太ももの手術跡のせいでもう10日以上もガシガシとシャワーできなくて、太ももが痒くてたまらない当方が、NHK朝の連続テレビ小説『おかえりモネ』の第28回めの放送を見ましたよ。
2015年1月。
里帰りしていた百音(清原果耶)だったが、のんびりしていることはできなかった。すぐに仕事初めとなったので、とんぼ返りのように登米へ戻った。
そして、今月は気象予報士試験もある。菅波(坂口健太郎)のプランでは、今回の試験は練習のようなもので、次回8月に実施される試験で学科合格を目指している。それでも手を抜かずに勉強に打ち込んだ。
いよいよ気象予報士試験の日になった。試験会場は仙台で9:45から16:00まで、一般知識、専門知識、実技試験(2回)が行われる。
朝の出発時、慌ただしくしている百音に菅波からメールが届いた。ただしそれは温かく励ますような内容ではなく、効率的な解法方略を事細かに長々と指示するものだった。さすがの百音も鬱陶しくなった。
メールの文面では平静だった菅波だが、自分のことのように緊張して落ち着かなかった。約束したわけではなかったが、いつも勉強会を行っているカフェで百音の帰りを夜まで待っていた。百音も、約束がなかったにもかかわらず、カフェに顔を出した。その途端、菅波は何でもない風を装った。試験を終えた開放感で高揚しもしかしたら学科試験に合格する出来だったかもしれないと報告する百音に対して、菅波はいつものように冷たく、きっと無理だろうと答えるのだった。
試験の結果は3月に通知されることになっており、それまでは待つより仕方なかった。
ある日、森林組合に田中(塚本晋也)から連絡が入った。注文していたダイニングテーブルセットを一方的にキャンセルするという内容だった。すでに田中からデザイン案の了承を受け、木材の加工も始まっている。あまりのことに、職員たちは驚いた。
事情を聞こうと連絡をしても田中は一切電話に出なかった。また、最近は診療所にも通っていない様子だった。
気になった百音は、診療所で田中の様子を聞いてみた。その日、菅波は東京に帰っており、彼の指導医でもある中村医師(平山祐介)が当番だった。
しかし、中村は職務上、患者の病状については他言できないとして詳しいことは教えてくれなかった。ただし、中村がしっかりと訪問診療を行っていると説明した。また、菅波は訪問診療に対して協力的ではないということも聞いた。

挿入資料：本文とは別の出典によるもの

use std::path::PathBuf;
use thiserror::Error;

/// Error raised by the remote-desktop collaborators ([`FrameSource`](crate::remote::FrameSource),
/// [`PointerInput`](crate::remote::PointerInput)). Kept opaque so backends can
/// surface their own errors unchanged.
pub type RemoteError = Box<dyn std::error::Error + Send + Sync>;

/// A specialized `Result` type for screen matching operations.
pub type MatchResult<T> = Result<T, MatchError>;

/// The error type for all screen matching operations.
#[derive(Debug, Error)]
pub enum MatchError {
    #[error("image file {path:?} is missing")]
    TemplateMissing { path: PathBuf },

    #[error("Failed to load template {path:?}: {source}")]
    TemplateLoad {
        path: PathBuf,
        source: image::ImageError,
    },

    #[error("Screen capture failed: {0}")]
    Capture(RemoteError),

    #[error("Pointer input failed: {0}")]
    Input(RemoteError),

    #[error("Failed to write report artifact {path:?}: {source}")]
    ReportIo {
        path: PathBuf,
        source: std::io::Error,
    },

    #[error("Failed to encode report image {path:?}: {source}")]
    ReportImage {
        path: PathBuf,
        source: image::ImageError,
    },

    #[error("Failed to serialize coordinate list {path:?}: {source}")]
    ReportJson {
        path: PathBuf,
        source: serde_json::Error,
    },

    #[error("Invalid configuration value for {key}: {value:?}")]
    InvalidConfig { key: &'static str, value: String },

    /// Terminal assertion failure. The report directory holds the artifacts of
    /// the last search attempt.
    #[error("{message}, see {}", .report_dir.display())]
    TestFailed { message: String, report_dir: PathBuf },
}

impl MatchError {
    /// Check if this error is an assertion failure (as opposed to an infrastructure error)
    pub fn is_test_failure(&self) -> bool {
        matches!(self, MatchError::TestFailed { .. })
    }

    /// Report directory of a failed expectation, if any
    pub fn report_dir(&self) -> Option<&std::path::Path> {
        match self {
            MatchError::TestFailed { report_dir, .. } => Some(report_dir.as_path()),
            _ => None,
        }
    }
}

埒が明かないと思った百音は、直接田中の家へ向かった。自宅併設の喫茶店は明かりが消え、営業していないようだった。ヤカンで湯を沸かしている様子はあるが、田中本人の姿は見えない。気になった百音が奥に進むと、呼吸器を着けた田中がベッドで苦しそうに寝ていた。ヤカンの湯で飲み物を飲ませると、田中は落ち着き、少し話ができるようになった。それでも、体を動かすのが辛く、ほとんど何もできないのだという。
田中のベッドの視線の先には蓮の花の写真があった。田中は、蓮は極楽浄土に咲く花であり、そんな所に行けるならもう思い残すことはないなどと話した。そして、このままでは次の夏の蓮のシーズンに撮影に行くこともできないと語った。もう動けないのだから、テーブルや椅子はいらなくなったと言って謝った。
次の勉強会の夜、百音は菅波に田中のことを尋ねた。満足に歩くことすらできない田中であり、中村医師は訪問診療を行っている。それに対して、菅波は訪問診療をしていない。それはなぜなのかと聞いたのだ。
菅波は、根本的な治療をすることが大事だと考えている。そのためには、医者だけではなく病院や治療設備、看護師などのスタッフがすべて揃っている必要がある。田中の病状では入院する他に方法はなく、本人がそれを拒否するなら、菅波には何もできることはないと答えるのだった。
家に帰ってからも、百音はどうにも納得ができなかった。
サヤカ(夏木マリ)の家にも大きなダイニングテーブルがある。サヤカが多くの客人をもてなし、一緒に食事ができるようにと揃えたものである。
百音は、人が大きなテーブルを買う理由はそれ以外に考えられないと思った。もちろん、田中も。